*** EXERCISE INPUTS ***
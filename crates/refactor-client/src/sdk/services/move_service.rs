use lsp_types::{CodeActionParams, SymbolInformation, SymbolKind, Url};
use std::collections::HashSet;
use std::sync::Arc;
use tracing::debug;

use super::edit_service::EditApplier;
use crate::error::{RefactorError, DIFFERENT_DIRECTORIES_MESSAGE};
use crate::host::{Editor, FileSystem, RefactorServer};
use crate::model::entities::{ClassDestination, MoveDestination, Outcome, PackageNode, PickItem};
use crate::model::types::{CommandInfo, MoveDestinationsResponse, MoveKind, MoveParams, SearchSymbolParams};
use crate::utils::{file_name, has_common_parent};

pub const NO_PACKAGES_MESSAGE: &str = "Cannot find available Java packages to move the selected files to.";
pub const NO_CLASS_TARGETS_MESSAGE: &str = "Cannot find possible class targets to move the selected method to.";
pub const NO_CLASSES_MESSAGE: &str = "Cannot find available Java classes to move the selected member to.";

/// Wildcard query matching every workspace symbol
const ALL_SYMBOLS_QUERY: &str = "*";

/// Move refactorings: files, instance methods, static members and types
#[derive(Clone)]
pub struct MoveService {
    server: Arc<dyn RefactorServer>,
    editor: Arc<dyn Editor>,
    fs: Arc<dyn FileSystem>,
    applier: EditApplier,
}

impl MoveService {
    pub fn new(server: Arc<dyn RefactorServer>, editor: Arc<dyn Editor>, fs: Arc<dyn FileSystem>) -> Self {
        let applier = EditApplier::new(editor.clone());
        Self {
            server,
            editor,
            fs,
            applier,
        }
    }

    /// Move files to another package.
    ///
    /// The files must share one directory. Files whose name already exists in
    /// the chosen package are left out of the move with a warning. Every
    /// document the resulting edit touched is saved afterwards.
    pub async fn move_file(&self, uris: Vec<Url>) -> Result<Outcome, RefactorError> {
        if !has_common_parent(&uris) {
            self.editor.show_error(DIFFERENT_DIRECTORIES_MESSAGE).await;
            return Err(RefactorError::DifferentDirectories);
        }

        let query = MoveParams::destinations(MoveKind::MoveResource, to_strings(&uris), None);
        let placeholder = match uris.as_slice() {
            [single] => format!(
                "Choose the target package for {}.",
                file_name(single).unwrap_or_else(|| single.to_string())
            ),
            _ => format!("Choose the target package for {} selected files.", uris.len()),
        };
        let Some(package) = self.pick_package(query, &placeholder).await? else {
            return Ok(Outcome::Cancelled);
        };

        let mut moving = uris;
        if let Some(target_dir) = package
            .uri
            .as_deref()
            .and_then(|uri| Url::parse(uri).ok())
            .and_then(|uri| uri.to_file_path().ok())
        {
            let mut duplicated = Vec::new();
            moving.retain(|uri| match file_name(uri) {
                Some(name) if self.fs.exists(&target_dir.join(&name)) => {
                    duplicated.push(name);
                    false
                },
                _ => true,
            });

            if !duplicated.is_empty() {
                self.editor
                    .show_warning(&format!(
                        "The files '{}' already exist in the package '{}'. The move operation will ignore them.",
                        duplicated.join(","),
                        package.display_name
                    ))
                    .await;
            }
            if moving.is_empty() {
                return Ok(Outcome::NothingToDo);
            }
        } else {
            debug!(
                "Package {} has no file location, skipping the collision check",
                package.display_name
            );
        }

        let params = MoveParams::destinations(MoveKind::MoveResource, to_strings(&moving), None)
            .to(MoveDestination::Package(package))
            .updating_references();
        let result = self.server.move_element(params).await.map_err(RefactorError::Transport)?;
        self.applier.apply_and_save(result).await
    }

    /// Move the type at the code action's selection to another package,
    /// saving the documents the move touched
    pub async fn move_type_to_package(&self, params: CodeActionParams, info: &CommandInfo) -> Result<Outcome, RefactorError> {
        let sources = vec![params.text_document.uri.to_string()];
        let query = MoveParams::destinations(MoveKind::MoveResource, sources, Some(params));
        let placeholder = format!("Choose the target package for the type {}.", info.display_name());
        let Some(package) = self.pick_package(query.clone(), &placeholder).await? else {
            return Ok(Outcome::Cancelled);
        };

        let params = query.to(MoveDestination::Package(package)).updating_references();
        let result = self.server.move_element(params).await.map_err(RefactorError::Transport)?;
        self.applier.apply_and_save(result).await
    }

    /// Move an instance method to the type of one of its fields or parameters
    pub async fn move_instance_method(&self, params: CodeActionParams, info: &CommandInfo) -> Result<Outcome, RefactorError> {
        let sources = vec![params.text_document.uri.to_string()];
        let query = MoveParams::destinations(MoveKind::MoveInstanceMethod, sources, Some(params));
        let response = self
            .server
            .get_move_destinations(query.clone())
            .await
            .map_err(RefactorError::Transport)?;

        let targets: Vec<ClassDestination> = self
            .destinations_or_report(response, NO_CLASS_TARGETS_MESSAGE)
            .await?
            .into_iter()
            .filter_map(|destination| match destination {
                MoveDestination::Class(class) => Some(class),
                _ => None,
            })
            .collect();
        if targets.is_empty() {
            return self.report_no_destinations(NO_CLASS_TARGETS_MESSAGE).await;
        }

        let items: Vec<PickItem> = targets
            .iter()
            .map(|target| {
                PickItem::new(format!("{} {}", target.type_name, target.name))
                    .with_description(if target.is_field { "Field" } else { "Method Parameter" })
            })
            .collect();
        let placeholder = format!("Select the new class for the instance method {}.", info.display_name());
        let Some(index) = self.pick(&items, &placeholder).await? else {
            return Ok(Outcome::Cancelled);
        };

        let params = query.to(MoveDestination::Class(targets[index].clone()));
        let result = self.server.move_element(params).await.map_err(RefactorError::Transport)?;
        self.applier.apply(result).await
    }

    /// Move a static member (or a member type) to another class
    pub async fn move_static_member(&self, params: CodeActionParams, info: &CommandInfo) -> Result<Outcome, RefactorError> {
        let placeholder = if info.is_type_declaration() {
            format!("Select the new class for the type {}.", info.display_name())
        } else {
            format!("Select the new class for the static member {}.", info.display_name())
        };

        let Some(target) = self
            .select_target_class(&placeholder, &excluded_targets(info), info.project_name.clone())
            .await?
        else {
            return Ok(Outcome::Cancelled);
        };

        let sources = vec![params.text_document.uri.to_string()];
        let params = MoveParams::destinations(MoveKind::MoveStaticMember, sources, Some(params))
            .to(MoveDestination::Symbol(target));
        let result = self.server.move_element(params).await.map_err(RefactorError::Transport)?;
        self.applier.apply(result).await
    }

    /// Move the type at the code action's selection into another class
    pub async fn move_type_to_class(&self, params: CodeActionParams, info: &CommandInfo) -> Result<Outcome, RefactorError> {
        let placeholder = format!("Select the new class for the type {}.", info.display_name());
        let mut excludes = excluded_targets(info);
        let name = info.display_name();
        if !name.is_empty() {
            // A type cannot move into itself
            excludes.insert(match &info.enclosing_type_name {
                Some(enclosing) => format!("{}.{}", enclosing, name),
                None => name.to_string(),
            });
        }

        let Some(target) = self
            .select_target_class(&placeholder, &excludes, info.project_name.clone())
            .await?
        else {
            return Ok(Outcome::Cancelled);
        };

        let sources = vec![params.text_document.uri.to_string()];
        let params = MoveParams::destinations(MoveKind::MoveTypeToClass, sources, Some(params))
            .to(MoveDestination::Symbol(target));
        let result = self.server.move_element(params).await.map_err(RefactorError::Transport)?;
        self.applier.apply(result).await
    }

    /// Let the user choose a class, interface or enum from the workspace.
    ///
    /// `excludes` holds qualified names (`container.Name`) that are not offered.
    pub async fn select_target_class(
        &self,
        placeholder: &str,
        excludes: &HashSet<String>,
        project_name: Option<String>,
    ) -> Result<Option<SymbolInformation>, RefactorError> {
        let symbols = self
            .server
            .search_symbols(SearchSymbolParams {
                query: ALL_SYMBOLS_QUERY.to_string(),
                project_name,
                max_results: None,
                source_only: Some(true),
            })
            .await
            .map_err(RefactorError::Transport)?;

        let candidates: Vec<SymbolInformation> = symbols
            .into_iter()
            .filter(|symbol| matches!(symbol.kind, SymbolKind::CLASS | SymbolKind::INTERFACE | SymbolKind::ENUM))
            .filter(|symbol| !excludes.contains(&qualified_name(symbol)))
            .collect();
        if candidates.is_empty() {
            return self.report_no_destinations(NO_CLASSES_MESSAGE).await;
        }

        let items: Vec<PickItem> = candidates
            .iter()
            .map(|symbol| {
                let item = PickItem::new(symbol.name.clone());
                match &symbol.container_name {
                    Some(container) => item.with_description(container.clone()),
                    None => item,
                }
            })
            .collect();

        Ok(self
            .pick(&items, placeholder)
            .await?
            .map(|index| candidates[index].clone()))
    }

    /// Ask the server for package destinations and let the user choose one
    async fn pick_package(&self, query: MoveParams, placeholder: &str) -> Result<Option<PackageNode>, RefactorError> {
        let response = self
            .server
            .get_move_destinations(query)
            .await
            .map_err(RefactorError::Transport)?;

        let packages: Vec<PackageNode> = self
            .destinations_or_report(response, NO_PACKAGES_MESSAGE)
            .await?
            .into_iter()
            .filter_map(|destination| match destination {
                MoveDestination::Package(package) => Some(package),
                _ => None,
            })
            .collect();
        if packages.is_empty() {
            return self.report_no_destinations(NO_PACKAGES_MESSAGE).await;
        }

        let items: Vec<PickItem> = packages.iter().map(|package| self.package_item(package)).collect();
        Ok(self
            .pick(&items, placeholder)
            .await?
            .map(|index| packages[index].clone()))
    }

    fn package_item(&self, package: &PackageNode) -> PickItem {
        let label = if package.is_parent_of_selected_file {
            format!("* {}", package.display_name)
        } else {
            package.display_name.clone()
        };
        let location = package
            .uri
            .as_deref()
            .and_then(|uri| Url::parse(uri).ok())
            .and_then(|uri| self.editor.as_relative_path(&uri))
            .or_else(|| package.path.clone())
            .or_else(|| package.uri.clone());

        match location {
            Some(location) => PickItem::new(label).with_description(location),
            None => PickItem::new(label),
        }
    }

    /// Unwrap a destinations response, reporting a server error or an empty list
    async fn destinations_or_report(
        &self,
        response: Option<MoveDestinationsResponse>,
        empty_message: &str,
    ) -> Result<Vec<MoveDestination>, RefactorError> {
        let response = response.unwrap_or_default();
        if let Some(message) = response.error_message {
            self.editor.show_error(&message).await;
            return Err(RefactorError::Server(message));
        }
        if response.destinations.is_empty() {
            return self.report_no_destinations(empty_message).await;
        }
        Ok(response.destinations)
    }

    async fn report_no_destinations<T>(&self, message: &str) -> Result<T, RefactorError> {
        self.editor.show_error(message).await;
        Err(RefactorError::NoDestinations(message.to_string()))
    }

    async fn pick(&self, items: &[PickItem], placeholder: &str) -> Result<Option<usize>, RefactorError> {
        let selection = self
            .editor
            .show_quick_pick(items, placeholder)
            .await
            .map_err(RefactorError::Editor)?;
        // An index the picker made up is treated like a dismissal
        Ok(selection.filter(|index| *index < items.len()))
    }
}

/// Qualified names a member must not be moved to: its enclosing type and,
/// for member types, the type itself
fn excluded_targets(info: &CommandInfo) -> HashSet<String> {
    let mut excludes = HashSet::new();
    if let Some(enclosing) = &info.enclosing_type_name {
        excludes.insert(enclosing.clone());
        if info.is_type_declaration() {
            excludes.insert(format!("{}.{}", enclosing, info.display_name()));
        }
    }
    excludes
}

fn qualified_name(symbol: &SymbolInformation) -> String {
    match symbol.container_name.as_deref() {
        Some(container) if !container.is_empty() => format!("{}.{}", container, symbol.name),
        _ => symbol.name.clone(),
    }
}

fn to_strings(uris: &[Url]) -> Vec<String> {
    uris.iter().map(Url::to_string).collect()
}
//! Conversions between LSP positions and offsets.
//!
//! Offsets count UTF-16 code units, the LSP default encoding and the unit the
//! server uses for `RenamePosition::offset`. `\n`, `\r\n` and a lone `\r` all
//! end a line.

use lsp_types::Position;

/// Where a position landed in a text: its UTF-16 offset and its byte index
#[derive(Debug, Clone, Copy, PartialEq, Eq)]
pub(crate) struct Located {
    pub utf16: u32,
    pub byte: usize,
}

/// Convert a UTF-16 offset to a position, clamping past-the-end offsets to the end of the text
pub fn offset_to_position(text: &str, offset: u32) -> Position {
    let mut line = 0;
    let mut character = 0;
    let mut consumed = 0u32;
    let mut chars = text.chars().peekable();

    while let Some(ch) = chars.next() {
        let width = ch.len_utf16() as u32;
        if consumed + width > offset {
            break;
        }
        consumed += width;
        match ch {
            '\n' => {
                line += 1;
                character = 0;
            },
            // The line ends at the '\n' of a CRLF pair
            '\r' if chars.peek() == Some(&'\n') => {},
            '\r' => {
                line += 1;
                character = 0;
            },
            _ => character += width,
        }
    }

    Position { line, character }
}

/// Convert a position to a UTF-16 offset, clamping to the end of its line or of the text
pub fn position_to_offset(text: &str, position: Position) -> u32 {
    locate(text, position).utf16
}

pub(crate) fn locate(text: &str, position: Position) -> Located {
    let mut line = 0;
    let mut character = 0;
    let mut utf16 = 0u32;
    let mut chars = text.char_indices().peekable();

    while let Some((byte, ch)) = chars.next() {
        if line == position.line && (character >= position.character || is_line_break(ch)) {
            return Located { utf16, byte };
        }
        let width = ch.len_utf16() as u32;
        utf16 += width;
        match ch {
            '\n' => {
                line += 1;
                character = 0;
            },
            '\r' if chars.peek().map(|(_, next)| *next) == Some('\n') => {},
            '\r' => {
                line += 1;
                character = 0;
            },
            _ => character += width,
        }
    }

    Located { utf16, byte: text.len() }
}

fn is_line_break(ch: char) -> bool {
    ch == '\n' || ch == '\r'
}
*** End of EXERCISE INPUTS ***
[WORK TO BE COMPLETED]: Starting at the line in the records above that contains "if line == position.line", output every line up to and including the last one, with nothing added.

[SOLVED EXERCISE]:
        if line == position.line && (character >= position.character || is_line_break(ch)) {
            return Located { utf16, byte };
        }
        let width = ch.len_utf16() as u32;
        utf16 += width;
        match ch {
            '\n' => {
                line += 1;
                character = 0;
            },
            '\r' if chars.peek().map(|(_, next)| *next) == Some('\n') => {},
            '\r' => {
                line += 1;
                character = 0;
            },
            _ => character += width,
        }
    }

    Located { utf16, byte: text.len() }
}

fn is_line_break(ch: char) -> bool {
    ch == '\n' || ch == '\r'
}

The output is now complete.